For an older victim, a romance scam that reaches a home can wipe out retirement security, housing stability, and decades of financial work. The emotional damage can also make the financial damage harder to stop, because the victim may be trying to protect the relationship and avoid admitting that earlier payments are gone.
The Claimed Millions Kept the Requests Going
The man’s claim that he had $7 million matters because it explains how the scam could keep moving even as the losses grew. A victim may continue paying if they believe the money will be returned once an account is unlocked, a deal closes, a legal problem clears, or a supposed emergency is resolved.
The cycle can become harder to break after the first payment. Stopping means accepting that the relationship may be false and that the money already sent may not come back.
Romance Scams Use Trust Before Money
The FBI describes romance scams as schemes in which criminals use fake online identities to gain affection and trust, then use that relationship to manipulate or steal from the victim.
People outside the relationship may focus only on the payment requests, but the scam usually starts earlier. The criminal builds intimacy, creates a future, explains why they cannot meet or access money, and then turns each crisis into a reason the victim must help.
The “Perfect Victim” Label Should Not Become Blame
Doose’s attorney used the phrase “perfect” victim, but that should not be read as a judgment on her intelligence. Romance scams are often patient and personal. The scammer adapts to the victim’s hopes, fears, and doubts while making the relationship feel private and urgent.
Victims may also feel ashamed once doubts appear, which can keep them from telling relatives, friends, banks, or police while money is still leaving their accounts.
Family Members Should Watch for Repeated Emergencies
A person who has never met the victim in person, claims to have wealth that cannot be accessed, creates repeated emergencies, and asks for money to unlock a future together is creating a financial trap.
Relatives and friends should focus on the pattern, not one single message. Repeated requests for wires, gift cards, crypto, loans, home-equity money, mortgage changes, or secrecy are serious warning signs, especially when the online partner avoids meeting in person or speaking openly with the victim’s family.
What To Do When a Romance Scam Is Suspected
The Federal Trade Commission advises people not to send cash, gift cards, wire transfers, or cryptocurrency to an online love interest.

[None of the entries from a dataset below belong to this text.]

//! `Fn::GetAtt` knowledge base.
//!
//! Attributes are derived from the physical ID of the deployed resource, so only
//! attributes that can be computed without calling the owning service are listed.

use crate::error::EvaluationError;

/// Inputs for formatting one attribute.
#[derive(Debug, Clone, Copy)]
pub(crate) struct ArnParts<'a> {
    pub partition: &'a str,
    pub region: &'a str,
    pub account: &'a str,
    pub resource_type: &'a str,
    pub physical_id: &'a str,
}

#[derive(Debug, Clone, Copy, PartialEq, Eq)]
enum AttributeFormat {
    /// `arn:<partition>:<service>:<region>:<account>:<type>:<name>`
    ColonArn,
    /// `arn:<partition>:<service>:<region>:<account>:<type>/<name>`
    SlashArn,
    /// `arn:<partition>:iam::<account>:<type>/<name>`
    IamArn,
    /// `arn:<partition>:s3:::<name>`
    S3Arn,
    /// The physical ID itself.
    PhysicalId,
    /// The n-th `/`-separated segment of an ARN shaped physical ID.
    ArnSegment(usize),
}

/// Format the attribute `attribute` of a deployed resource.
///
/// # Errors
///
/// Fails with [`EvaluationError::UnsupportedResourceType`] when the type has no
/// known attributes, and [`EvaluationError::UnsupportedAttribute`] when the type
/// is known but the attribute is not.
pub(crate) fn format_attribute(
    attribute: &str,
    parts: &ArnParts<'_>,
) -> Result<String, EvaluationError> {
    let format = lookup(parts.resource_type, attribute)?;
    let service = service_of(parts.resource_type);
    let type_part = arn_type_part(parts.resource_type);

    Ok(match format {
        AttributeFormat::ColonArn => format!(
            "arn:{}:{}:{}:{}:{}:{}",
            parts.partition, service, parts.region, parts.account, type_part, parts.physical_id
        ),
        AttributeFormat::SlashArn => format!(
            "arn:{}:{}:{}:{}:{}/{}",
            parts.partition, service, parts.region, parts.account, type_part, parts.physical_id
        ),
        AttributeFormat::IamArn => format!(
            "arn:{}:iam::{}:{}/{}",
            parts.partition, parts.account, type_part, parts.physical_id
        ),
        AttributeFormat::S3Arn => format!("arn:{}:s3:::{}", parts.partition, parts.physical_id),
        AttributeFormat::PhysicalId => parts.physical_id.to_string(),
        AttributeFormat::ArnSegment(index) => parts
            .physical_id
            .split('/')
            .nth(index)
            .unwrap_or_default()
            .to_string(),
    })
}

fn lookup(resource_type: &str, attribute: &str) -> Result<AttributeFormat, EvaluationError> {
    let format = match resource_type {
        "AWS::IAM::Role" | "AWS::IAM::User" | "AWS::IAM::Group" => match attribute {
            "Arn" => Some(AttributeFormat::IamArn),
            _ => None,
        },
        "AWS::S3::Bucket" => match attribute {
            "Arn" => Some(AttributeFormat::S3Arn),
            _ => None,
        },
        "AWS::Lambda::Function" => match attribute {
            "Arn" => Some(AttributeFormat::ColonArn),
            _ => None,
        },
        "AWS::Events::EventBus" => match attribute {
            "Arn" => Some(AttributeFormat::SlashArn),
            // the name of an event bus is also its Ref value
            "Name" => Some(AttributeFormat::PhysicalId),
            _ => None,
        },
        "AWS::DynamoDB::Table" | "AWS::KMS::Key" => match attribute {
            "Arn" => Some(AttributeFormat::SlashArn),
            _ => None,
        },
        // arn:<p>:appsync:<r>:<a>:apis/<apiId>
        "AWS::AppSync::GraphQLApi" => match attribute {
            "ApiId" => Some(AttributeFormat::ArnSegment(1)),
            _ => None,
        },
        // arn:<p>:appsync:<r>:<a>:apis/<apiId>/functions/<functionId>
        "AWS::AppSync::FunctionConfiguration" => match attribute {
            "FunctionId" => Some(AttributeFormat::ArnSegment(3)),
            _ => None,
        },
        // arn:<p>:appsync:<r>:<a>:apis/<apiId>/datasources/<name>
        "AWS::AppSync::DataSource" => match attribute {
            "Name" => Some(AttributeFormat::ArnSegment(3)),
            _ => None,
        },
        _ => {
            return Err(EvaluationError::UnsupportedResourceType {
                resource_type: resource_type.to_string(),
            });
        }
    };

    format.ok_or_else(|| EvaluationError::UnsupportedAttribute {
        attribute: attribute.to_string(),
        resource_type: resource_type.to_string(),
    })
}

/// `AWS::DynamoDB::Table` -> `dynamodb`
fn service_of(resource_type: &str) -> String {
    resource_type
        .split("::")
        .nth(1)
        .unwrap_or_default()
        .to_lowercase()
}

/// `AWS::DynamoDB::Table` -> `table`, with per-type exceptions.
fn arn_type_part(resource_type: &str) -> String {
    match resource_type {
        "AWS::Events::EventBus" => "event-bus".to_string(),
        _ => resource_type
            .split("::")
            .nth(2)
            .unwrap_or_default()
            .to_lowercase(),
    }
}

If money has already been sent, the victim or a trusted relative should contact the bank, payment app, wire company, crypto platform, lender, or mortgage company immediately and ask whether any transaction can be stopped, reversed, frozen, or flagged. They should also save messages, names, phone numbers, email addresses, profile photos, payment records, bank statements, loan documents, wire receipts, and any instructions the person gave.
Romance scams can be reported to local law enforcement, the FBI’s Internet Crime Complaint Center at IC3.gov, and the FTC at ReportFraud.ftc.gov.